- The poster for UFC 220: Miocic vs. Ngannou
- Promotion: Ultimate Fighting Championship
- Date: January 20, 2018
- Venue: TD Garden
- City: Boston, Massachusetts
- Attendance: 16,015
- Total gate: $2,450,000
- Buyrate: 350,000

Event chronology
| UFC Fight Night: Stephens vs. Choi | UFC 220: Miocic vs. Ngannou | UFC on Fox: Jacaré vs. Brunson 2 |

= UFC 220 =

UFC mixed martial arts event in 2018

UFC 220: Miocic vs. Ngannou was a mixed martial arts event produced by the Ultimate Fighting Championship that was held on January 20, 2018, at TD Garden in Boston, Massachusetts.

==Background==
A UFC Heavyweight Championship bout between current champion Stipe Miocic and Francis Ngannou served as the event headliner.

The event also featured a UFC Light Heavyweight Championship bout between current champion Daniel Cormier and Volkan Oezdemir.

A welterweight bout between The Ultimate Fighter: American Top Team vs.

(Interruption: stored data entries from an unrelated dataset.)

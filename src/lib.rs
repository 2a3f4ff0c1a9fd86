//! # pagewalk-core
//!
//! Concurrent engine for walking paginated listings and delivering every
//! listed item exactly once.
//!
//! Provides the main components: `Engine`, `EngineBuilder`, the `Extractor`
//! trait, and the deduplication and completion infrastructure behind them.
//!
//! ## Example
//!
//! ```rust,ignore
//! use pagewalk_core::{async_trait, CancellationToken, Discovered, Engine, Extractor, PagewalkError, Strategy};
//! use std::time::Duration;
//!
//! struct Catalog;
//!
//! #[async_trait]
//! impl Extractor<String> for Catalog {
//!     async fn discover_urls(&self, _token: &CancellationToken, url: &str) -> Result<Discovered, PagewalkError> {
//!         todo!()
//!     }
//!
//!     async fn extract(&self, _token: &CancellationToken, url: &str) -> Result<Option<String>, PagewalkError> {
//!         todo!()
//!     }
//! }
//!
//! async fn run_catalog() -> Result<(), PagewalkError> {
//!     let engine = Engine::new(
//!         vec![Strategy::new(Catalog, "https://shop.example/catalog?page=1")],
//!         |title: String| println!("{title}"),
//!         Duration::from_millis(250),
//!     );
//!     let stats = engine.run(CancellationToken::new()).await?;
//!     println!("{stats}");
//!     Ok(())
//! }
//! ```

pub mod builder;
pub mod completion;
pub mod concurrency;
pub mod engine;
pub mod error;
pub mod extractor;
pub mod prelude;
pub mod stats;
pub mod strategy;
pub mod visited;

pub use builder::{EngineBuilder, EngineConfig};
pub use completion::{CompletionTracker, WorkGuard};
pub use concurrency::ConcurrencyLimit;
pub use engine::{Callback, Engine};
pub use error::PagewalkError;
pub use extractor::{Discovered, Extractor, ItemSender};
pub use stats::{StatCollector, StatsSnapshot};
pub use strategy::Strategy;
pub use visited::VisitedSet;

pub use async_trait::async_trait;
pub use tokio;
pub use tokio_util::sync::CancellationToken;
//! Shared source-location types used by the lexer, parser and diagnostics.

pub mod span;

pub use span::{Position, SourceMap, Span, Spanned};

Blackzilians welterweight winner Kamaru Usman and Emil Weber Meek was originally scheduled for UFC 219. However, due to an alleged visa issue for Meek which affected his travel schedule, the pairing was delayed and then rescheduled for this event. However, it was shifted to UFC Fight Night: Stephens vs. Choi a day later, which took place six days before this event.

A welterweight bout between Abdul Razak Alhassan and Sabah Homasi was originally scheduled for UFC 219, but later shifted to this event. The pairing met previously at UFC 218, when Alhassan won via a controversial TKO.

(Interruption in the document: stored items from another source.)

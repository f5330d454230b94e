//! Log events emitted by the front end

use super::codes::Code;
use crate::utils::Span;
use chrono::{DateTime, SecondsFormat, Utc};
use std::collections::BTreeMap;

/// Log severity levels
#[derive(Debug, Clone, Copy, PartialEq, Eq, PartialOrd, Ord)]
pub enum LogLevel {
    Error = 0,
    Warning = 1,
    Info = 2,
    Debug = 3,
}

impl LogLevel {
    pub fn as_str(&self) -> &'static str {
        match self {
            LogLevel::Error => "ERROR",
            LogLevel::Warning => "WARN",
            LogLevel::Info => "INFO",
            LogLevel::Debug => "DEBUG",
        }
    }
}

/// Core log event structure
#[derive(Debug, Clone)]
pub struct LogEvent {
    pub timestamp: DateTime<Utc>,
    pub level: LogLevel,
    pub code: Code,
    pub message: String,
    pub span: Option<Span>,
    pub context: BTreeMap<String, String>,
}

impl LogEvent {
    fn with_level(level: LogLevel, code: Code, message: &str) -> Self {
        Self {
            timestamp: Utc::now(),
            level,
            code,
            message: truncate_message(message),
            span: None,
            context: BTreeMap::new(),
        }
    }

    pub fn error(error_code: Code, message: &str) -> Self {
        Self::with_level(LogLevel::Error, error_code, message)
    }

    /// Warnings may not have codes
    pub fn warning(message: &str) -> Self {
        Self::with_level(LogLevel::Warning, Code::new("W000"), message)
    }

    pub fn info(message: &str) -> Self {
        Self::with_level(LogLevel::Info, Code::new("I000"), message)
    }

    /// Info event carrying a success code
    pub fn success(success_code: Code, message: &str) -> Self {
        Self::with_level(LogLevel::Info, success_code, message)
    }

    pub fn debug(message: &str) -> Self {
        Self::with_level(LogLevel::Debug, Code::new("D000"), message)
    }

    pub fn with_span(mut self, span: Span) -> Self {
        self.span = Some(span);
        self
    }

    pub fn with_context(mut self, key: &str, value: &str) -> Self {
        self.context
            .insert(key.to_string(), truncate_message(value));
        self
    }

    pub fn is_error(&self) -> bool {
        self.level == LogLevel::Error
    }

    pub fn is_warning(&self) -> bool {
        self.level == LogLevel::Warning
    }

    pub fn is_info(&self) -> bool {
        self.level == LogLevel::Info
    }

    pub fn is_debug(&self) -> bool {
        self.level == LogLevel::Debug
    }

    pub fn requires_halt(&self) -> bool {
        super::codes::requires_halt(self.code.as_str())
    }

    pub fn severity(&self) -> &'static str {
        super::codes::get_severity(self.code.as_str()).as_str()
    }

    pub fn category(&self) -> &'static str {
        super::codes::get_category(self.code.as_str())
    }

    pub fn description(&self) -> &'static str {
        super::codes::get_description(self.code.as_str())
    }

    pub fn recommended_action(&self) -> &'static str {
        super::codes::get_action(self.code.as_str())
    }

    /// Single-line human readable form
    pub fn format(&self) -> String {
        let span_str = self
            .span
            .as_ref()
            .map(|s| format!(" at {}", s.start()))
            .unwrap_or_default();

        let context_str = if self.context.is_empty() {
            String::new()
        } else {
            let pairs: Vec<String> = self
                .context
                .iter()
                .map(|(k, v)| format!("{}={}", k, v))
                .collect();
            format!(" ({})", pairs.join(", "))
        };

        format!(
            "[{}] {} - {}{}{}",
            self.level.as_str(),
            self.code.as_str(),
            self.message,
            span_str,
            context_str
        )
    }

    /// Format as JSON for structured logging
    pub fn format_json(&self) -> Result<String, serde_json::Error> {
        let mut json = serde_json::json!({
            "timestamp": self.timestamp.to_rfc3339_opts(SecondsFormat::Millis, true),
            "level": self.level.as_str(),
            "code": self.code.as_str(),
            "message": self.message,
            "category": self.category(),
            "severity": self.severity(),
        });

        if self.is_error() {
            json["error_metadata"] = serde_json::json!({
                "requires_halt": self.requires_halt(),
                "description": self.description(),
                "recommended_action": self.recommended_action(),
            });
        }

        if let Some(span) = &self.span {
            json["span"] = serde_json::json!({
                "start_offset": span.start().offset,
                "end_offset": span.end().offset,
                "start_line": span.start().line,
                "start_column": span.start().column,
            });
        }

        if !self.context.is_empty() {
            json["context"] = serde_json::to_value(&self.context)?;
        }

        serde_json::to_string(&json)
    }
}

fn truncate_message(message: &str) -> String {
    let max_length = super::config::get_max_log_message_length();
    if message.len() <= max_length {
        return message.to_string();
    }

    let mut cut = max_length;
    while !message.is_char_boundary(cut) {
        cut -= 1;
    }
    format!("{}...", &message[..cut])
}

#[cfg(test)]
mod tests {
    use super::*;
    use crate::logging::codes;
    use crate::utils::{Position, Span};

    #[test]
    fn test_error_event_creation() {
        let event = LogEvent::error(codes::lexical::NO_VIABLE_TOKEN, "No viable token");

        assert!(event.is_error());
        assert_eq!(event.code.as_str(), "E020");
        assert_eq!(event.category(), "Lexical");
    }

    #[test]
    fn test_success_event_creation() {
        let event = LogEvent::success(codes::success::TOKENIZATION_COMPLETE, "done");

        assert!(event.is_info());
        assert!(!event.is_warning());
        assert_eq!(event.code.as_str(), "I020");
    }

    #[test]
    fn test_warning_event() {
        let event = LogEvent::warning("Input is mostly whitespace");
        assert!(event.is_warning());
        assert!(!event.is_error());
    }

    #[test]
    fn test_event_formatting_includes_context() {
        let event = LogEvent::error(codes::syntax::TRAILING_INPUT, "Trailing input")
            .with_context("offset", "4")
            .with_span(Span::new(Position::new(4, 1, 5), Position::new(7, 1, 8)));
        let formatted = event.format();

        assert!(formatted.starts_with("[ERROR] E052 - Trailing input at 1:5"));
        assert!(formatted.contains("offset=4"));
    }

    #[test]
    fn test_json_formatting() {
        let event = LogEvent::error(codes::syntax::UNEXPECTED_TOKEN, "Unexpected token")
            .with_context("found", "EOF");

        let json = event.format_json().unwrap();
        let value: serde_json::Value = serde_json::from_str(&json).unwrap();

        assert_eq!(value["level"], "ERROR");
        assert_eq!(value["code"], "E050");
        assert_eq!(value["context"]["found"], "EOF");
        assert_eq!(value["error_metadata"]["requires_halt"], true);
    }

    #[test]
    fn test_long_messages_are_truncated() {
        let max_length = crate::logging::config::get_max_log_message_length();
        let long = "x".repeat(max_length + 10);
        let event = LogEvent::info(&long);
        assert!(event.message.ends_with("..."));
        assert_eq!(event.message.len(), max_length + 3);
    }
}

Charles Rosa was expected to face promotional newcomer Dan Ige at the event. However, on December 22, Rosa pulled out due to a neck injury. Ige remained on the card and faced fellow newcomer Julio Arce.

Arnold Allen was expected to face The Ultimate Fighter: Latin America 2 lightweight winner Enrique Barzola at the event. However, Allen was pulled from the fight on January 11 due to alleged visa issues which restricted his ability to travel. He was replaced by promotional newcomer Matt Bessette.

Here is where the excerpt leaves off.